*TASK INSTRUCTIONS*: Nothing but a number is needed: the count of lines below that include "while".
────
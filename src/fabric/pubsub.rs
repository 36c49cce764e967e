use std::{
    sync::{
        Arc,
        atomic::{AtomicU64, Ordering},
    },
    time::Duration,
};

use serde_json::Value;
use tokio::sync::Mutex;
use tracing::{debug, instrument, warn};

use crate::fabric::{
    FabricError,
    dispatch::Dispatch,
    envelope::{self, PubEnvelope},
    transports::LogTransport,
};

/*──────────────────────── config ───────────────────────*/

#[derive(Clone, Debug)]
pub struct PubSubConfig {
    /// Entries per log segment.
    pub segment_size: u64,
    /// Publishes between two lagger checks.
    pub lagger_check_interval: u64,
    /// Maximum allowed distance between publisher and slowest subscriber.
    pub max_lag: u64,
    pub backpressure_backoff: Duration,
    /// Subscriber idle poll when no append notification arrives.
    pub poll_interval: Duration,
    /// How long a released publisher waits for subscribers to catch up.
    pub drain_timeout: Duration,
}

impl Default for PubSubConfig {
    fn default() -> Self {
        Self {
            segment_size: 4096,
            lagger_check_interval: 128,
            max_lag: 1024,
            backpressure_backoff: Duration::from_millis(100),
            poll_interval: Duration::from_millis(100),
            drain_timeout: Duration::from_secs(5),
        }
    }
}

/*──────────────────────── publisher ───────────────────────*/

pub struct PubChannel {
    topic: String,
    log: Arc<dyn LogTransport>,
    cfg: PubSubConfig,
    // Serialises publishes so sequence numbers stay dense.
    num_publish: Mutex<u64>,
    published: AtomicU64,
}

impl PubChannel {
    pub(crate) fn new(topic: &str, log: Arc<dyn LogTransport>, cfg: PubSubConfig) -> Self {
        Self {
            topic: topic.to_string(),
            log,
            cfg,
            num_publish: Mutex::new(0),
            published: AtomicU64::new(0),
        }
    }

    pub fn topic(&self) -> &str {
        &self.topic
    }

    /// Entries appended so far. Readable while a publish is blocked.
    pub fn published(&self) -> u64 {
        self.published.load(Ordering::Acquire)
    }

    /// Appends `{method, params}` and returns its sequence number. Waits while
    /// the slowest subscriber is more than `max_lag` entries behind.
    pub async fn publish(&self, method: &str, params: Value) -> Result<u64, FabricError> {
        let frame = envelope::encode(&PubEnvelope {
            method: method.to_string(),
            params,
        })?;

        let segment_size = self.cfg.segment_size.max(1);
        let check = self.cfg.lagger_check_interval.max(1);

        let mut num_publish = self.num_publish.lock().await;
        let seq = *num_publish;

        if seq % check == check - 1 {
            self.wait_for_laggers(seq).await?;
        }

        self.log.append(&self.topic, seq / segment_size, frame).await?;
        *num_publish = seq + 1;
        self.published.store(seq + 1, Ordering::Release);

        if seq % segment_size == segment_size - 1 {
            let lagger = self.lagger(seq + 1).await?;
            self.collect_garbage(lagger, segment_size).await?;
        }
        Ok(seq)
    }

    /// Minimum subscriber offset, or `position` when nobody subscribes.
    async fn lagger(&self, position: u64) -> Result<u64, FabricError> {
        let offsets = self.log.subscriber_offsets(&self.topic).await?;
        Ok(offsets.into_iter().min().unwrap_or(position))
    }

    async fn wait_for_laggers(&self, seq: u64) -> Result<(), FabricError> {
        loop {
            let lagger = self.lagger(seq).await?;
            if seq.saturating_sub(lagger) <= self.cfg.max_lag {
                return Ok(());
            }
            debug!(topic = %self.topic, seq, lagger, "pubsub: backpressure");
            tokio::time::sleep(self.cfg.backpressure_backoff).await;
        }
    }

    /// Waits until every subscriber has read all published entries or
    /// `drain_timeout` passes. Returns whether they caught up.
    pub async fn drain(&self) -> Result<bool, FabricError> {
        let published = self.published();
        let caught_up = async {
            while self.lagger(published).await? < published {
                tokio::time::sleep(self.cfg.backpressure_backoff).await;
            }
            Ok::<_, FabricError>(())
        };
        match tokio::time::timeout(self.cfg.drain_timeout, caught_up).await {
            Ok(res) => res.map(|()| true),
            Err(_) => {
                debug!(topic = %self.topic, published, "pubsub: drain timed out");
                Ok(false)
            }
        }
    }

    async fn collect_garbage(&self, lagger: u64, segment_size: u64) -> Result<(), FabricError> {
        for segment in self.log.segments(&self.topic).await? {
            if (segment + 1) * segment_size <= lagger {
                debug!(topic = %self.topic, segment, "pubsub: dropping consumed segment");
                self.log.delete_segment(&self.topic, segment).await?;
            }
        }
        Ok(())
    }
}

/*──────────────────────── subscriber ───────────────────────*/

pub(crate) struct SubChannel {
    pub topic: String,
    pub name: String,
    pub dispatch: Dispatch,
}

impl SubChannel {
    /// Consume the topic from offset 0, publishing our offset after each batch.
    #[instrument(skip_all, fields(topic = %self.topic, name = %self.name))]
    pub async fn run(self, log: Arc<dyn LogTransport>, slot: usize, cfg: PubSubConfig) {
        let segment_size = cfg.segment_size.max(1);
        let mut offset: u64 = 0;
        loop {
            let segment = offset / segment_size;
            let frames = match log.read(&self.topic, segment, offset % segment_size).await {
                Ok(f) => f,
                Err(e) => {
                    warn!(error = %e, "pubsub: read failed, subscriber exiting");
                    return;
                }
            };

            if frames.is_empty() {
                // A segment we never saw may already be collected; skip ahead.
                if let Ok(segments) = log.segments(&self.topic).await {
                    if let Some(first) = segments.first() {
                        if *first > segment {
                            offset = first * segment_size;
                            continue;
                        }
                    }
                }
                log.wait_for_append(&self.topic, cfg.poll_interval).await;
                continue;
            }

            for frame in frames {
                offset += 1;
                let env: PubEnvelope = match envelope::decode(&frame) {
                    Ok(env) => env,
                    Err(e) => {
                        warn!(error = %e, "pubsub: malformed envelope dropped");
                        continue;
                    }
                };
                if !self.dispatch.is_allowed(&env.method) {
                    warn!(method = %env.method, "pubsub: method not allowed, dropped");
                    continue;
                }
                if let Err(e) = self.dispatch.invoke(&env.method, env.params).await {
                    warn!(method = %env.method, error = %e, "pubsub: handler failed");
                }
            }

            if let Err(e) = log.set_subscriber_offset(&self.topic, slot, offset).await {
                warn!(error = %e, "pubsub: offset update failed, subscriber exiting");
                return;
            }
        }
    }
}

#[cfg(test)]
mod tests {
    use super::*;
    use crate::fabric::transports::inmem::InMemHub;
    use serde_json::json;

    fn small_cfg() -> PubSubConfig {
        PubSubConfig {
            segment_size: 8,
            lagger_check_interval: 4,
            max_lag: 8,
            backpressure_backoff: Duration::from_millis(10),
            poll_interval: Duration::from_millis(10),
            drain_timeout: Duration::from_secs(1),
        }
    }

    #[tokio::test]
    async fn sequence_numbers_are_dense_and_segmented() {
        let hub = InMemHub::new();
        hub.register_subscriber("t").await.unwrap();
        let ch = PubChannel::new("t", hub.clone(), small_cfg());
        for i in 0..10u64 {
            assert_eq!(ch.publish("log", json!({ "i": i })).await.unwrap(), i);
        }
        assert_eq!(hub.segments("t").await.unwrap(), vec![0, 1]);
        assert_eq!(hub.read("t", 1, 0).await.unwrap().len(), 2);
    }

    #[tokio::test]
    async fn without_subscribers_segments_are_collected() {
        let hub = InMemHub::new();
        let ch = PubChannel::new("t", hub.clone(), small_cfg());
        for _ in 0..16 {
            ch.publish("log", Value::Null).await.unwrap();
        }
        // Lagger is the publisher itself: both full segments are gone.
        assert!(hub.segments("t").await.unwrap().is_empty());
    }

    #[tokio::test(start_paused = true)]
    async fn publisher_blocks_on_lagger_and_resumes() {
        let hub = InMemHub::new();
        let slot = hub.register_subscriber("t").await.unwrap();
        let ch = Arc::new(PubChannel::new("t", hub.clone(), small_cfg()));

        let publisher = {
            let ch = ch.clone();
            tokio::spawn(async move {
                for _ in 0..20 {
                    ch.publish("log", Value::Null).await.unwrap();
                }
            })
        };

        tokio::time::sleep(Duration::from_secs(5)).await;
        // seq 11 is a check point with a gap of 11 > 8.
        assert_eq!(ch.published(), 11);
        assert!(!publisher.is_finished());

        hub.set_subscriber_offset("t", slot, 11).await.unwrap();
        publisher.await.unwrap();
        assert_eq!(ch.published(), 20);
        assert_eq!(hub.segments("t").await.unwrap(), vec![1, 2]);
    }

    #[tokio::test(start_paused = true)]
    async fn drain_waits_for_the_slowest_subscriber() {
        let hub = InMemHub::new();
        let ch = PubChannel::new("t", hub.clone(), small_cfg());
        assert!(ch.drain().await.unwrap());

        let slot = hub.register_subscriber("t").await.unwrap();
        ch.publish("log", Value::Null).await.unwrap();
        ch.publish("log", Value::Null).await.unwrap();
        // Nobody reads: gives up after the timeout.
        assert!(!ch.drain().await.unwrap());

        hub.set_subscriber_offset("t", slot, 2).await.unwrap();
        assert!(ch.drain().await.unwrap());
    }
}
────
*RESPONSE BELOW*: 3